Over the last few years, there has been experimental evidence for the existence of cross-talking between bone remodeling and
glucose metabolism. Whether this experimental model can be translated to humans is still debated, and it is also unclear whether the modulation of bone turnover by anti-osteoporotic drugs may lead to changes in
glucose metabolism. The aim of this 12-month prospective study was to investigate whether treatment of
glucocorticoid-induced
osteoporosis (GIO) with bipshosphonates or
teriparatide may influence serum
glycated hemoglobin (HbA1c) and fasting plasma
glucose. One-hundred-eleven patients (70 F, 41 M, median age 70, range: 55-89) chronically treated with
glucocorticoids were evaluated for changes in serum HbA1c and fasting plasma
glucose during treatment with
bisphosphonates (45 cases) or
teriparatide (33 cases) as compared to those occurring during treatment with
calcium and
vitamin D alone (33 cases). In patients treated with
teriparatide, but not in those treated with
bisphosphonates or
calcium and
vitamin D alone, a statistically significant (p=0.01) decrease in serum HbA1c was observed during the follow-up, the change being greater (p=0.01) in patients with diabetes as compared to those without diabetes.

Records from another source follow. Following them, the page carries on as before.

//! Parser dispatch engine
//!
//!     A table-driven parser for line-oriented microformats. Instead of a grammar, a parse
//!     state declares one handler per token kind; the engine replays a token sequence
//!     through those handlers in order and lets them mutate a shared output value.
//!
//!     Handlers are plain function pointers chosen by an exhaustive `match` over the closed
//!     kind enum (see [ParseState::handler]), so adding a token kind without deciding how to
//!     handle it is a compile error in the state implementation.
//!
//!     Handlers receive a [TokenCursor] rather than just the token: it carries the position
//!     in the sequence and gives access to neighbouring tokens for the few decisions that
//!     need lookahead or lookbehind.
//!
//! Reuse
//!
//!     Parse state (accumulators, cursors, flags) outlives a single call to
//!     [Parser::parse]. Call [Parser::reset] before feeding an unrelated input; a parser
//!     reused without a reset keeps going but logs a warning.

use crate::lexing::{Token, TokenKind};
use std::collections::HashMap;

/// A handler invoked for one token.
pub type Handler<S, K, O, E> = fn(&mut S, &TokenCursor<'_, K>, &mut O) -> Result<(), E>;

/// Position of the token being dispatched, with access to the whole sequence.
#[derive(Debug, Clone, Copy)]
pub struct TokenCursor<'t, K> {
    tokens: &'t [Token<K>],
    position: usize,
}

impl<'t, K> TokenCursor<'t, K> {
    /// Returns `None` when `position` is out of bounds.
    pub fn new(tokens: &'t [Token<K>], position: usize) -> Option<Self> {
        (position < tokens.len()).then_some(Self { tokens, position })
    }

    pub fn token(&self) -> &'t Token<K> {
        &self.tokens[self.position]
    }

    pub fn position(&self) -> usize {
        self.position
    }

    pub fn tokens(&self) -> &'t [Token<K>] {
        self.tokens
    }

    pub fn previous(&self) -> Option<&'t Token<K>> {
        self.position
            .checked_sub(1)
            .and_then(|index| self.tokens.get(index))
    }

    pub fn peek(&self) -> Option<&'t Token<K>> {
        self.tokens.get(self.position + 1)
    }

    pub fn is_last(&self) -> bool {
        self.position + 1 == self.tokens.len()
    }
}

/// The mutable side of a table-driven parser.
pub trait ParseState: Sized {
    type Kind: TokenKind;
    type Output;
    type Error;

    /// Handler for `kind`, or `None` to ignore tokens of that kind.
    fn handler(kind: Self::Kind) -> Option<Handler<Self, Self::Kind, Self::Output, Self::Error>>;

    /// Clears everything carried over from a previous parse.
    fn reset(&mut self);

    /// Runs once after the last token has been dispatched.
    fn finish(
        &mut self,
        _tokens: &[Token<Self::Kind>],
        _output: &mut Self::Output,
    ) -> Result<(), Self::Error> {
        Ok(())
    }
}

pub struct Parser<S: ParseState> {
    handlers: HashMap<S::Kind, Handler<S, S::Kind, S::Output, S::Error>>,
    state: S,
    dirty: bool,
}

impl<S: ParseState> Parser<S> {
    pub fn new(state: S) -> Self {
        let handlers = S::Kind::ALL
            .iter()
            .filter_map(|kind| S::handler(*kind).map(|handler| (*kind, handler)))
            .collect();
        Self {
            handlers,
            state,
            dirty: false,
        }
    }

    /// Overrides the handler registered for `kind`.
    pub fn with_handler(
        mut self,
        kind: S::Kind,
        handler: Handler<S, S::Kind, S::Output, S::Error>,
    ) -> Self {
        self.handlers.insert(kind, handler);
        self
    }

    pub fn state(&self) -> &S {
        &self.state
    }

    pub fn has_handler(&self, kind: S::Kind) -> bool {
        self.handlers.contains_key(&kind)
    }

    pub fn reset(&mut self) {
        self.state.reset();
        self.dirty = false;
    }

    /// Replays `tokens` through the handler table into `output`.
    ///
    /// The first handler error aborts the parse; `output` then holds whatever the
    /// handlers wrote before the failure.
    pub fn parse(
        &mut self,
        tokens: &[Token<S::Kind>],
        output: &mut S::Output,
    ) -> Result<(), S::Error> {
        if self.dirty {
            tracing::warn!("parser reused without reset, carrying state from the previous input");
        }
        self.dirty = true;

        for position in 0..tokens.len() {
            let cursor = TokenCursor { tokens, position };
            let kind = cursor.token().kind;
            match self.handlers.get(&kind) {
                Some(handler) => {
                    tracing::trace!(?kind, position, "dispatch");
                    handler(&mut self.state, &cursor, output)?;
                }
                None => tracing::trace!(?kind, position, "no handler, token skipped"),
            }
        }
        self.state.finish(tokens, output)
    }
}

impl<S: ParseState + Default> Default for Parser<S> {
    fn default() -> Self {
        Self::new(S::default())
    }
}

#[cfg(test)]
mod tests {
    use super::*;

    #[derive(Debug, Clone, Copy, PartialEq, Eq, Hash)]
    enum Kind {
        Plus,
        Number,
        Space,
        Text,
    }

    impl TokenKind for Kind {
        const TEXT: Self = Kind::Text;
        const ALL: &'static [Self] = &[Kind::Plus, Kind::Number, Kind::Space, Kind::Text];
    }

    /// Sums numbers, rejecting a trailing `+`.
    #[derive(Default)]
    struct Sum {
        seen: usize,
    }

    type SumHandler = Handler<Sum, Kind, i64, String>;

    impl Sum {
        fn number(
            state: &mut Sum,
            cursor: &TokenCursor<'_, Kind>,
            out: &mut i64,
        ) -> Result<(), String> {
            state.seen += 1;
            *out += cursor.token().text.parse::<i64>().map_err(|e| e.to_string())?;
            Ok(())
        }

        fn plus(_: &mut Sum, cursor: &TokenCursor<'_, Kind>, _: &mut i64) -> Result<(), String> {
            if cursor.is_last() {
                return Err(format!("dangling '+' at {}", cursor.position()));
            }
            Ok(())
        }

        fn text(_: &mut Sum, cursor: &TokenCursor<'_, Kind>, _: &mut i64) -> Result<(), String> {
            Err(format!("unexpected '{}'", cursor.token().text))
        }
    }

    impl ParseState for Sum {
        type Kind = Kind;
        type Output = i64;
        type Error = String;

        fn handler(kind: Kind) -> Option<SumHandler> {
            let handler: SumHandler = match kind {
                Kind::Plus => Sum::plus,
                Kind::Number => Sum::number,
                Kind::Text => Sum::text,
                Kind::Space => return None,
            };
            Some(handler)
        }

        fn reset(&mut self) {
            self.seen = 0;
        }
    }

    fn tok(kind: Kind, text: &str, offset: usize) -> Token<Kind> {
        Token::new(kind, text, offset, 1, offset + 1)
    }

    fn sample() -> Vec<Token<Kind>> {
        vec![
            tok(Kind::Number, "2", 0),
            tok(Kind::Space, " ", 1),
            tok(Kind::Plus, "+", 2),
            tok(Kind::Number, "40", 3),
        ]
    }

    #[test]
    fn test_dispatches_in_order() {
        let mut parser = Parser::<Sum>::default();
        let mut total = 0;
        parser.parse(&sample(), &mut total).unwrap();
        assert_eq!(total, 42);
        assert_eq!(parser.state().seen, 2);
        assert!(!parser.has_handler(Kind::Space));
    }

    #[test]
    fn test_handler_error_aborts() {
        let mut parser = Parser::<Sum>::default();
        let mut total = 0;
        let tokens = vec![tok(Kind::Number, "1", 0), tok(Kind::Plus, "+", 1)];
        assert_eq!(
            parser.parse(&tokens, &mut total),
            Err("dangling '+' at 1".to_string())
        );
        assert_eq!(total, 1);
    }

    #[test]
    fn test_reset_clears_state() {
        let mut parser = Parser::<Sum>::default();
        let mut total = 0;
        parser.parse(&sample(), &mut total).unwrap();
        parser.reset();
        assert_eq!(parser.state().seen, 0);
    }

    #[test]
    fn test_handler_override() {
        fn ignore(_: &mut Sum, _: &TokenCursor<'_, Kind>, _: &mut i64) -> Result<(), String> {
            Ok(())
        }
        let mut parser = Parser::<Sum>::default().with_handler(Kind::Text, ignore);
        let mut total = 0;
        let tokens = vec![tok(Kind::Text, "x", 0), tok(Kind::Number, "5", 1)];
        parser.parse(&tokens, &mut total).unwrap();
        assert_eq!(total, 5);
    }

    #[test]
    fn test_cursor_neighbours() {
        let tokens = sample();
        let cursor = TokenCursor::new(&tokens, 2).unwrap();
        assert_eq!(cursor.previous().map(|t| t.kind), Some(Kind::Space));
        assert_eq!(cursor.peek().map(|t| t.kind), Some(Kind::Number));
        assert!(!cursor.is_last());
        assert!(TokenCursor::new(&tokens, 4).is_none());
        let first = TokenCursor::new(&tokens, 0).unwrap();
        assert!(first.previous().is_none());
    }
}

In most cases, the decrease of serum HbA1c was relatively limited and in some patients the improvement of
glucose homeostasis was concomitant with implementation of anti-diabetic treatments. Fasting plasma
glucose did not change significantly during either
bisphosphonates or
teriparatide treatments. In conclusion, currently used bone active drugs may produce limited effects on
glucose metabolism in patients with GIO. Interestingly, the bone anabolic drug
teriparatide was shown to be associated with some improvement in serum HbA1c in this clinical context.